**Work request:**
Reproduce each line from the records that holds "REDACTED".

**Supplied information:**
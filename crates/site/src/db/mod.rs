//! Database operations for the site `PostgreSQL`.
//!
//! ## Tables
//!
//! - `therapists` - One profile row per identity-provider user, keyed by the
//!   provider user id. Only ever addressed through [`TherapistRepository`],
//!   which scopes every statement to the signed-in owner.
//! - `therapist_applications` - Append-only intake submissions, read by the admin.
//!
//! # Migrations
//!
//! Migrations are stored in `migrations/` at the workspace root and run via:
//! ```bash
//! cargo run -p psicofinders-cli -- migrate
//! ```

pub mod applications;
pub mod therapists;

use std::time::Duration;

use secrecy::ExposeSecret;
use sqlx::PgPool;
use sqlx::postgres::PgPoolOptions;
use thiserror::Error;

pub use applications::ApplicationRepository;
pub use therapists::TherapistRepository;

/// Errors that can occur during repository operations.
#[derive(Debug, Error)]
pub enum RepositoryError {
    /// Database error from sqlx.
    #[error("database error: {0}")]
    Database(#[from] sqlx::Error),

    /// No database is configured for this process.
    #[error("database not configured")]
    Unavailable,

    /// Data in the database is corrupted or invalid.
    #[error("data corruption: {0}")]
    DataCorruption(String),

    /// Requested entity was not found.
    #[error("not found")]
    NotFound,
}

/// Create a `PostgreSQL` connection pool with sensible defaults.
///
/// # Arguments
///
/// * `database_url` - `PostgreSQL` connection string (wrapped in `SecretString`)
///
/// # Errors
///
/// Returns `sqlx::Error` if the connection cannot be established.
pub async fn create_pool(database_url: &secrecy::SecretString) -> Result<PgPool, sqlx::Error> {
    PgPoolOptions::new()
        .max_connections(10)
        .min_connections(2)
        .acquire_timeout(Duration::from_secs(10))
        .connect(database_url.expose_secret())
        .await
}
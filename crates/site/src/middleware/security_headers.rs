//! Security headers added to every response.

use axum::{
    extract::Request,
    http::{
        HeaderName, HeaderValue,
        header::{
            CACHE_CONTROL, CONTENT_SECURITY_POLICY, REFERRER_POLICY, X_CONTENT_TYPE_OPTIONS,
            X_FRAME_OPTIONS,
        },
    },
    middleware::Next,
    response::Response,
};

/// Content security policy.
///
/// Scripts and styles come from `/static` only. `img-src` also allows `https:`
/// so therapist avatars hosted by the storage provider render in the preview.
const CSP: &str = "default-src 'none'; \
     script-src 'self'; \
     style-src 'self'; \
     font-src 'self'; \
     img-src 'self' data: https:; \
     connect-src 'self'; \
     frame-src 'none'; \
     object-src 'none'; \
     base-uri 'self'; \
     form-action 'self'; \
     frame-ancestors 'none'";

const PERMISSIONS_POLICY: &str = "accelerometer=(), autoplay=(), camera=(), \
     display-capture=(), geolocation=(), gyroscope=(), microphone=(), \
     payment=(), usb=(), interest-cohort=()";

/// Add security headers to all responses.
///
/// `Cache-Control: no-store` is only set when the handler did not choose a
/// caching policy itself, so static assets keep theirs.
pub async fn security_headers_middleware(request: Request, next: Next) -> Response {
    let mut response = next.run(request).await;
    let headers = response.headers_mut();

    headers.insert(X_FRAME_OPTIONS, HeaderValue::from_static("DENY"));
    headers.insert(X_CONTENT_TYPE_OPTIONS, HeaderValue::from_static("nosniff"));
    headers.insert(
        REFERRER_POLICY,
        HeaderValue::from_static("strict-origin-when-cross-origin"),
    );
    headers.insert(CONTENT_SECURITY_POLICY, HeaderValue::from_static(CSP));
    headers.insert(
        HeaderName::from_static("permissions-policy"),
        HeaderValue::from_static(PERMISSIONS_POLICY),
    );
    headers.insert(
        HeaderName::from_static("cross-origin-opener-policy"),
        HeaderValue::from_static("same-origin"),
    );
    if !headers.contains_key(CACHE_CONTROL) {
        headers.insert(CACHE_CONTROL, HeaderValue::from_static("no-store, max-age=0"));
    }

    response
}
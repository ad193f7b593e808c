//! Admin credential verification.
//!
//! The backoffice is protected by one shared secret. Only its SHA-256 digest
//! is configured (`ADMIN_PASSWORD_HASH`); a successful login stores that same
//! digest in a signed cookie, and every later request is accepted when the
//! cookie value equals the configured digest.
//!
//! Without a configured digest nothing is ever accepted.

use core::fmt;

use sha2::{Digest, Sha256};

/// Lowercase hex SHA-256 digest of an admin secret.
#[derive(Clone, PartialEq, Eq)]
pub struct AdminDigest(String);

impl AdminDigest {
    /// Hash a plaintext secret.
    #[must_use]
    pub fn of(secret: &str) -> Self {
        Self(hex::encode(Sha256::digest(secret.as_bytes())))
    }

    /// Wrap a configured reference digest, normalising to lowercase.
    ///
    /// Returns `None` for blank input so an empty variable counts as unset.
    #[must_use]
    pub fn from_hex(value: &str) -> Option<Self> {
        let trimmed = value.trim();
        if trimmed.is_empty() {
            return None;
        }
        Some(Self(trimmed.to_ascii_lowercase()))
    }

    #[must_use]
    pub fn as_str(&self) -> &str {
        &self.0
    }
}

impl fmt::Debug for AdminDigest {
    fn fmt(&self, f: &mut fmt::Formatter<'_>) -> fmt::Result {
        f.write_str("AdminDigest([REDACTED])")
    }
}

/// Session marker issued after a successful admin login.
///
/// Its value is the reference digest; the caller stores it in a signed cookie.
#[derive(Clone, PartialEq, Eq)]
pub struct AdminSessionToken(String);

impl AdminSessionToken {
    #[must_use]
    pub fn as_str(&self) -> &str {
        &self.0
    }

    #[must_use]
    pub fn into_inner(self) -> String {
        self.0
    }
}

impl fmt::Debug for AdminSessionToken {
    fn fmt(&self, f: &mut fmt::Formatter<'_>) -> fmt::Result {
        f.write_str("AdminSessionToken([REDACTED])")
    }
}

/// Generic rejection. Never says whether the secret was wrong or unconfigured.
#[derive(thiserror::Error, Debug, Clone, Copy, PartialEq, Eq)]
#[error("invalid credentials")]
pub struct Rejected;

/// Verifies admin secrets and session markers against the configured digest.
#[derive(Debug, Clone)]
pub struct AdminCredentialVerifier {
    reference: Option<AdminDigest>,
}

impl AdminCredentialVerifier {
    #[must_use]
    pub const fn new(reference: Option<AdminDigest>) -> Self {
        Self { reference }
    }

    #[must_use]
    pub const fn is_configured(&self) -> bool {
        self.reference.is_some()
    }

    /// Check a submitted secret.
    ///
    /// # Errors
    ///
    /// Returns [`Rejected`] on mismatch or when no reference digest is configured.
    pub fn verify(&self, submitted: &str) -> Result<AdminSessionToken, Rejected> {
        let reference = self.reference.as_ref().ok_or(Rejected)?;
        let candidate = AdminDigest::of(submitted);
        if constant_time_eq(candidate.as_str(), reference.as_str()) {
            Ok(AdminSessionToken(reference.as_str().to_owned()))
        } else {
            Err(Rejected)
        }
    }

    /// Stateless session check: the cookie value must equal the reference digest.
    #[must_use]
    pub fn accepts_session(&self, marker: &str) -> bool {
        self.reference
            .as_ref()
            .is_some_and(|reference| constant_time_eq(marker, reference.as_str()))
    }
}

fn constant_time_eq(a: &str, b: &str) -> bool {
    if a.len() != b.len() {
        return false;
    }
    a.bytes().zip(b.bytes()).fold(0u8, |acc, (x, y)| acc | (x ^ y)) == 0
}
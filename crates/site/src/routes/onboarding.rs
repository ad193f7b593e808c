//! Onboarding: the minimum profile needed before the dashboard opens.

use askama::Template;
use askama_web::WebTemplate;
use axum::{
    extract::State,
    http::StatusCode,
    response::{IntoResponse, Response},
};
use axum_extra::extract::Form;
use serde::Deserialize;
use tracing::instrument;

use psicofinders_core::gate::DASHBOARD_PATH;
use psicofinders_core::{Languages, Modality};

use super::forms::{LangOption, ModalityOption, lang_options, modality_options, required};
use super::found;
use crate::db::TherapistRepository;
use crate::error::AppError;
use crate::filters;
use crate::middleware::RequirePro;
use crate::models::OnboardingSubmission;
use crate::state::AppState;

#[derive(Template, WebTemplate)]
#[template(path = "pro/onboarding.html")]
pub struct OnboardingTemplate {
    pub name: String,
    pub colegiado: String,
    pub modalities: Vec<ModalityOption>,
    pub langs: Vec<LangOption>,
    pub error: Option<String>,
}

#[derive(Debug, Default, Deserialize)]
pub struct OnboardingForm {
    #[serde(default)]
    pub name: String,
    #[serde(default)]
    pub colegiado: String,
    pub modality: Option<String>,
    #[serde(default)]
    pub langs: Vec<String>,
}

impl OnboardingForm {
    /// Validate the form.
    ///
    /// # Errors
    ///
    /// Returns the message for the first invalid field.
    pub fn validate(&self) -> Result<OnboardingSubmission, String> {
        let name = required(&self.name, "Indica tu nombre y apellidos.")?;
        let colegiado = required(&self.colegiado, "Indica tu número de colegiado.")?;
        let modality = self
            .modality
            .as_deref()
            .unwrap_or_default()
            .parse::<Modality>()
            .map_err(|_| "Elige una modalidad.".to_owned())?;
        let langs =
            Languages::new(&self.langs).map_err(|_| "Selecciona al menos un idioma.".to_owned())?;
        Ok(OnboardingSubmission {
            name,
            colegiado,
            modality,
            langs,
        })
    }

    fn render(&self, error: Option<String>) -> OnboardingTemplate {
        OnboardingTemplate {
            name: self.name.clone(),
            colegiado: self.colegiado.clone(),
            modalities: modality_options(self.modality.as_deref().and_then(|m| m.parse().ok())),
            langs: lang_options(&Languages::ONBOARDING_OPTIONS, &self.langs),
            error,
        }
    }
}

/// Display the onboarding form, prefilled from an existing row.
///
/// GET /pro/onboarding
#[instrument(skip_all)]
pub async fn page(
    RequirePro(caller): RequirePro,
    State(state): State<AppState>,
) -> Result<Response, AppError> {
    let profile = TherapistRepository::new(state.pool()?, &caller.identity)
        .get_profile()
        .await?;

    let form = match profile {
        Some(profile) if profile.onboarding_complete => return Ok(found(DASHBOARD_PATH)),
        Some(profile) => OnboardingForm {
            name: profile.name.unwrap_or_default(),
            colegiado: profile.colegiado.unwrap_or_default(),
            modality: Some(profile.modality.unwrap_or(Modality::Online).as_str().to_owned()),
            langs: if profile.langs.is_empty() {
                vec!["es".to_owned()]
            } else {
                profile.langs
            },
        },
        None => OnboardingForm {
            modality: Some(Modality::Online.as_str().to_owned()),
            langs: vec!["es".to_owned()],
            ..OnboardingForm::default()
        },
    };

    Ok(form.render(None).into_response())
}

/// Save the profile and mark onboarding complete.
///
/// POST /pro/onboarding
#[instrument(skip_all)]
pub async fn submit(
    RequirePro(caller): RequirePro,
    State(state): State<AppState>,
    Form(form): Form<OnboardingForm>,
) -> Result<Response, AppError> {
    let submission = match form.validate() {
        Ok(submission) => submission,
        Err(message) => {
            return Ok((StatusCode::BAD_REQUEST, form.render(Some(message))).into_response());
        }
    };

    TherapistRepository::new(state.pool()?, &caller.identity)
        .complete_onboarding(&submission)
        .await?;
    tracing::info!(therapist_id = %caller.identity.id, "Onboarding complete");

    Ok(found(DASHBOARD_PATH))
}
//! Read access to `therapist_applications`.

use chrono::{DateTime, Utc};
use rust_decimal::Decimal;
use sqlx::PgPool;
use uuid::Uuid;

use super::RepositoryError;

/// Rows shown on the backoffice home page.
pub const LIST_LIMIT: i64 = 200;

/// Rows included in a CSV export.
pub const EXPORT_LIMIT: i64 = 1000;

/// One submitted application, as stored.
#[derive(Debug, Clone, sqlx::FromRow)]
pub struct ApplicationRecord {
    pub id: Uuid,
    pub submitted_at: DateTime<Utc>,
    pub name: String,
    pub email: String,
    pub phone: Option<String>,
    pub city: String,
    pub country: String,
    pub colegiado: String,
    pub experience: Option<Decimal>,
    pub website: Option<String>,
    pub modality: String,
    pub langs: Vec<String>,
    pub approaches: Vec<String>,
    pub specialties: Vec<String>,
    pub price_min: Option<Decimal>,
    pub price_max: Option<Decimal>,
    pub availability: Option<serde_json::Value>,
    pub notes: Option<String>,
    pub ui_lang: String,
    pub source: String,
}

/// Read-only repository over submitted applications.
pub struct ApplicationRepository<'a> {
    pool: &'a PgPool,
}

impl<'a> ApplicationRepository<'a> {
    #[must_use]
    pub const fn new(pool: &'a PgPool) -> Self {
        Self { pool }
    }

    /// Newest applications first, at most [`LIST_LIMIT`].
    ///
    /// # Errors
    ///
    /// Returns `RepositoryError::Database` if the query fails.
    pub async fn list_recent(&self) -> Result<Vec<ApplicationRecord>, RepositoryError> {
        self.newest(LIST_LIMIT).await
    }

    /// Newest applications first, at most [`EXPORT_LIMIT`].
    ///
    /// # Errors
    ///
    /// Returns `RepositoryError::Database` if the query fails.
    pub async fn for_export(&self) -> Result<Vec<ApplicationRecord>, RepositoryError> {
        self.newest(EXPORT_LIMIT).await
    }

    async fn newest(&self, limit: i64) -> Result<Vec<ApplicationRecord>, RepositoryError> {
        let rows = sqlx::query_as::<_, ApplicationRecord>(
            r"
            SELECT id, submitted_at, name, email, phone, city, country, colegiado,
                   experience, website, modality, langs, approaches, specialties,
                   price_min, price_max, availability, notes, ui_lang, source
            FROM therapist_applications
            ORDER BY submitted_at DESC
            LIMIT $1
            ",
        )
        .bind(limit)
        .fetch_all(self.pool)
        .await?;

        Ok(rows)
    }
}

**Answer space:**
        f.write_str("AdminDigest([REDACTED])")
        f.write_str("AdminSessionToken([REDACTED])")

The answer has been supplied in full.